Your task —
When the string "usize" occurs in a line of the records, show that line.

** Opening Data for the task block **

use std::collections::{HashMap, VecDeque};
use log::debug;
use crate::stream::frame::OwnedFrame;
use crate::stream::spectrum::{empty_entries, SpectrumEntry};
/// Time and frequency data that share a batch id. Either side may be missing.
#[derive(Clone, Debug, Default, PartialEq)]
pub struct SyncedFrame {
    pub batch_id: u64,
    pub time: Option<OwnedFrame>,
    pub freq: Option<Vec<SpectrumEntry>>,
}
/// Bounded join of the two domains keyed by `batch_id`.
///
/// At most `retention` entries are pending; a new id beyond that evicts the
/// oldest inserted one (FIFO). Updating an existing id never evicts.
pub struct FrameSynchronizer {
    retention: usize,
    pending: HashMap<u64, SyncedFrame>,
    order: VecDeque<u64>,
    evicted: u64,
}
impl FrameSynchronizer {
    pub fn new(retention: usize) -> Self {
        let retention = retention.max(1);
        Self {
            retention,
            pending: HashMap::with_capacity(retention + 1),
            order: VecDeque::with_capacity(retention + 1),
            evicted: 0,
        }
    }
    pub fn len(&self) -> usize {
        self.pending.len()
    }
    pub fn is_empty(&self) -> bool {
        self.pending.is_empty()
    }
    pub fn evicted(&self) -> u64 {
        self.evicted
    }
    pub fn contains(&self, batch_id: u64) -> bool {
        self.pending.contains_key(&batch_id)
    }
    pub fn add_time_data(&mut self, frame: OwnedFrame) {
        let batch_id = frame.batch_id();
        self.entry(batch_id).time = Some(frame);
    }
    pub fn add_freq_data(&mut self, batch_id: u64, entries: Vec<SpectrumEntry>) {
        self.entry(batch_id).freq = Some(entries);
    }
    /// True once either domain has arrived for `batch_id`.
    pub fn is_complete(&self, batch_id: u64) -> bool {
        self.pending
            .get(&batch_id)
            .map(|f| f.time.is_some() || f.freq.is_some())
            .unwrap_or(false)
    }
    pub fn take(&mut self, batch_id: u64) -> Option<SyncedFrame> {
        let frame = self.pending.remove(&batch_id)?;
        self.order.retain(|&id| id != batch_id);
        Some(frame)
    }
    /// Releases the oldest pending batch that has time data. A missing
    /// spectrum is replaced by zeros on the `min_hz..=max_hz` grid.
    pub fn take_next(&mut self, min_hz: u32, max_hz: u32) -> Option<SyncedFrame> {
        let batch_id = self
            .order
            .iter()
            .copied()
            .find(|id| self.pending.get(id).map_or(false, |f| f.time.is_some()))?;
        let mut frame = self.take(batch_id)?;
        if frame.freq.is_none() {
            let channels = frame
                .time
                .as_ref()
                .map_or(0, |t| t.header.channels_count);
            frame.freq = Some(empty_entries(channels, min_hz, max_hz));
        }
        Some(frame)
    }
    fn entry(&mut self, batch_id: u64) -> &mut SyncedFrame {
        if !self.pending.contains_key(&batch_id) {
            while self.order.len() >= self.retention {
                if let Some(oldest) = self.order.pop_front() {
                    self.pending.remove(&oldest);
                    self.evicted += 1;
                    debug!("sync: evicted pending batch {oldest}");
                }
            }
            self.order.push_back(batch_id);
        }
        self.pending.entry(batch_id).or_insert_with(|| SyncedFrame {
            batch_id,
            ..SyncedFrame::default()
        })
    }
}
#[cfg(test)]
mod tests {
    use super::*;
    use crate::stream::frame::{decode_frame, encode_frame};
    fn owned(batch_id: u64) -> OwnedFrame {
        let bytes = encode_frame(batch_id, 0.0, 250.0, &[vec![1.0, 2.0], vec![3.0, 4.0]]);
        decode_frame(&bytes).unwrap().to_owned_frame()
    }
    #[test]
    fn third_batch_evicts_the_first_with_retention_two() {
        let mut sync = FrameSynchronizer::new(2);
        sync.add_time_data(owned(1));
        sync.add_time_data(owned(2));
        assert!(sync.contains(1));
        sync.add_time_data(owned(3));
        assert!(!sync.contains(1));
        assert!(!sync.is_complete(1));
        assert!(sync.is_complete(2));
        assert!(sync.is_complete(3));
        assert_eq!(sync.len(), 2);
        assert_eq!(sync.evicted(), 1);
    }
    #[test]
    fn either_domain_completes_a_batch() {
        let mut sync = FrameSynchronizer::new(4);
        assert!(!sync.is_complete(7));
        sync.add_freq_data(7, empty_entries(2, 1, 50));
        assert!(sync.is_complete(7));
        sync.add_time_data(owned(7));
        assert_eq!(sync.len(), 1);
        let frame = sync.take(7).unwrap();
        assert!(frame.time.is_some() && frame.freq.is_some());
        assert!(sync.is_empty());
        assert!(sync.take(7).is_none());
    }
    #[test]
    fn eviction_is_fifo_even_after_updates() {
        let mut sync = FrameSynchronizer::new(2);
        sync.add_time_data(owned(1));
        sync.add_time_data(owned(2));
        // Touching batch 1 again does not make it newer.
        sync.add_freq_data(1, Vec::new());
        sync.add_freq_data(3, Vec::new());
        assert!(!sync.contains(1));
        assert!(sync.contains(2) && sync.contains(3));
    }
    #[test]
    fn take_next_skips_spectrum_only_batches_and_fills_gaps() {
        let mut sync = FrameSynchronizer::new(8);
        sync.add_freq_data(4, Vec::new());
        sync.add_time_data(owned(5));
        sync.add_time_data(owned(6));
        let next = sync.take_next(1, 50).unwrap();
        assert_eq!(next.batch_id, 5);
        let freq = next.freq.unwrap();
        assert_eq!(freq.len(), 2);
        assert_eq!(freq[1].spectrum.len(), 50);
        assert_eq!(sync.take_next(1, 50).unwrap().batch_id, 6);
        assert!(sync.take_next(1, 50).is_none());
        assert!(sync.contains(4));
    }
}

** Closing Data for the task block **

Your response —
    retention: usize,
    pub fn new(retention: usize) -> Self {
    pub fn len(&self) -> usize {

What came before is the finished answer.